One of the study’s lead authors, A Better Start Director Professor Wayne Cutfield, says the results of New Zealand’s childhood obesity prediction model (reported in a paper just released) are encouraging, but more work needs to be done to increase accuracy.

“Providing health professionals with a tool that enables accurate prediction of an infant’s risk of obesity could serve to increase the effectiveness of early childhood obesity interventions, through enabling timely intervention,” he says.

Importantly, though, any such model needs to be “accurate enough to warrant telling families what could be worrying information for them.”

Professor Cutfield says the performance of their childhood obesity prediction model is comparable with previous international ones, however, in the NZ study, infancy weight gain data were obtained using only two time points – birth and anywhere between 6-12 months.

“It is possible that data collected at more regular intervals would have improved our model’s discrimination.

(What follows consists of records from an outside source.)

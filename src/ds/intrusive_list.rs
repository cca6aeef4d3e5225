//! Intrusive doubly linked list backed by `SlotArena`.
//!
//! Stores list nodes in a `SlotArena` and links them by `SlotId`, enabling
//! stable handles and O(1) move/remove operations without raw pointers.
//!
//! ## Architecture
//!
//! ```text
//!   arena (SlotArena<Node<T>>)
//!   ┌────────┬─────────────────────────────────────────────┐
//!   │ SlotId │ Node { value, prev, next }                  │
//!   ├────────┼─────────────────────────────────────────────┤
//!   │ id_1   │ { value: A, prev: None, next: Some(id_2) }  │
//!   │ id_2   │ { value: B, prev: Some(id_1), next: id_3 }  │
//!   │ id_3   │ { value: C, prev: Some(id_2), next: None }  │
//!   └────────┴─────────────────────────────────────────────┘
//!
//!   head ─► [id_1] ◄──► [id_2] ◄──► [id_3] ◄── tail
//! ```
//!
//! ## Operations
//! - `push_back`: O(1)
//! - `move_to_back(id)`: detach + attach to tail, O(1)
//! - `remove(id)`: detach + free slot in arena, O(1)
//! - `iter`: O(n), head to tail
use crate::ds::slot_arena::{SlotArena, SlotId};
use crate::error::InvariantError;

#[derive(Debug)]
struct Node<T> {
    value: T,
    prev: Option<SlotId>,
    next: Option<SlotId>,
}

/// Intrusive list that stores nodes in a `SlotArena` and links them via `SlotId`.
#[derive(Debug)]
pub struct IntrusiveList<T> {
    arena: SlotArena<Node<T>>,
    head: Option<SlotId>,
    tail: Option<SlotId>,
}

impl<T> IntrusiveList<T> {
    /// Creates an empty list.
    pub fn new() -> Self {
        Self {
            arena: SlotArena::new(),
            head: None,
            tail: None,
        }
    }

    /// Creates an empty list with reserved node capacity.
    pub fn with_capacity(capacity: usize) -> Self {
        Self {
            arena: SlotArena::with_capacity(capacity),
            head: None,
            tail: None,
        }
    }

    /// Returns the number of nodes in the list.
    pub fn len(&self) -> usize {
        self.arena.len()
    }

    /// Returns `true` if the list is empty.
    pub fn is_empty(&self) -> bool {
        self.arena.is_empty()
    }

    /// Returns `true` if `id` is currently a node in this list.
    pub fn contains(&self, id: SlotId) -> bool {
        self.arena.contains(id)
    }

    /// Returns the value at the head (oldest end) of the list.
    pub fn front(&self) -> Option<&T> {
        self.head
            .and_then(|id| self.arena.get(id).map(|node| &node.value))
    }

    /// Returns the value at the tail (newest end) of the list.
    pub fn back(&self) -> Option<&T> {
        self.tail
            .and_then(|id| self.arena.get(id).map(|node| &node.value))
    }

    /// Returns an iterator from front to back.
    pub fn iter(&self) -> IntrusiveListIter<'_, T> {
        IntrusiveListIter {
            list: self,
            current: self.head,
        }
    }

    /// Returns the value for a node id, if present.
    pub fn get(&self, id: SlotId) -> Option<&T> {
        self.arena.get(id).map(|node| &node.value)
    }

    /// Inserts a new node at the back and returns its `SlotId`.
    pub fn push_back(&mut self, value: T) -> SlotId {
        let id = self.arena.insert(Node {
            value,
            prev: self.tail,
            next: None,
        });
        if let Some(tail) = self.tail {
            if let Some(node) = self.arena.get_mut(tail) {
                node.next = Some(id);
            }
        } else {
            self.head = Some(id);
        }
        self.tail = Some(id);
        id
    }

    /// Removes the node `id` from the list and returns its value.
    pub fn remove(&mut self, id: SlotId) -> Option<T> {
        self.detach(id)?;
        self.arena.remove(id).map(|node| node.value)
    }

    /// Moves an existing node to the back; returns `false` if `id` is not present.
    pub fn move_to_back(&mut self, id: SlotId) -> bool {
        if !self.arena.contains(id) {
            return false;
        }
        if Some(id) == self.tail {
            return true;
        }
        self.detach(id);
        self.attach_back(id);
        true
    }

    /// Clears the list and frees all nodes.
    pub fn clear(&mut self) {
        self.arena.clear();
        self.head = None;
        self.tail = None;
    }

    fn detach(&mut self, id: SlotId) -> Option<()> {
        let (prev, next) = {
            let node = self.arena.get(id)?;
            (node.prev, node.next)
        };

        if let Some(prev_id) = prev {
            if let Some(prev_node) = self.arena.get_mut(prev_id) {
                prev_node.next = next;
            }
        } else {
            self.head = next;
        }

        if let Some(next_id) = next {
            if let Some(next_node) = self.arena.get_mut(next_id) {
                next_node.prev = prev;
            }
        } else {
            self.tail = prev;
        }

        if let Some(node) = self.arena.get_mut(id) {
            node.prev = None;
            node.next = None;
        }

        Some(())
    }

    fn attach_back(&mut self, id: SlotId) -> Option<()> {
        let old_tail = self.tail;
        if let Some(node) = self.arena.get_mut(id) {
            node.next = None;
            node.prev = old_tail;
        } else {
            return None;
        }
        if let Some(old_tail) = old_tail {
            if let Some(tail_node) = self.arena.get_mut(old_tail) {
                tail_node.next = Some(id);
            }
        } else {
            self.head = Some(id);
        }
        self.tail = Some(id);
        Some(())
    }

    /// Walks the list and checks link consistency against the arena.
    pub fn check_invariants(&self) -> Result<(), InvariantError> {
        if self.head.is_none() || self.tail.is_none() {
            if self.head.is_some() || self.tail.is_some() || !self.is_empty() {
                return Err(InvariantError::new(format!(
                    "list has one open end but {} nodes",
                    self.len()
                )));
            }
            return Ok(());
        }

        let mut count = 0usize;
        let mut current = self.head;
        let mut prev = None;

        while let Some(id) = current {
            let node = self
                .arena
                .get(id)
                .ok_or_else(|| InvariantError::new(format!("stale SlotId {:?} in list", id)))?;
            if node.prev != prev {
                return Err(InvariantError::new(format!(
                    "node {:?} has prev {:?}, expected {:?}",
                    id, node.prev, prev
                )));
            }
            if node.next.is_none() && self.tail != Some(id) {
                return Err(InvariantError::new(format!(
                    "node {:?} ends the chain but tail is {:?}",
                    id, self.tail
                )));
            }

            count += 1;
            if count > self.len() {
                return Err(InvariantError::new("cycle detected in list"));
            }
            prev = Some(id);
            current = node.next;
        }

        if count != self.len() {
            return Err(InvariantError::new(format!(
                "walked {} nodes but arena holds {}",
                count,
                self.len()
            )));
        }
        Ok(())
    }
}

pub struct IntrusiveListIter<'a, T> {
    list: &'a IntrusiveList<T>,
    current: Option<SlotId>,
}

impl<'a, T> Iterator for IntrusiveListIter<'a, T> {
    type Item = &'a T;

    fn next(&mut self) -> Option<Self::Item> {
        let id = self.current?;
        let node = self.list.arena.get(id)?;
        self.current = node.next;
        Some(&node.value)
    }
}

impl<T> Default for IntrusiveList<T> {
    fn default() -> Self {
        Self::new()
    }
}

“The observed high rates of false positives in our study mean that, in New Zealand’s multi-ethnic population, a large number of children would be incorrectly classified as at risk of childhood obesity,” says Professor Cutfield.

“There is a large social stigma associated with childhood obesity, and a high number of false positives (ie children being wrongly labelled as at risk of developing obesity) could create considerable unwarranted anxiety for many families.

“The overall Growing Up in New Zealand cohort was representative of New Zealand’s population, but the exclusion of participants with missing data (in particular missing parental data) meant that a greater proportion of children from lower socio-economic backgrounds and/or with mothers of Māori or Pacific ethnicity were excluded.”

While the prediction model is not ready to be used in clinical practice, it takes researchers a step closer to creating a tool that health professionals could use to help prevent the ongoing health and psychological impacts of obesity.

“Health professionals report they lack the knowledge required to identify obesity risk in young children with confidence. More work is needed to give them this valuable knowledge.”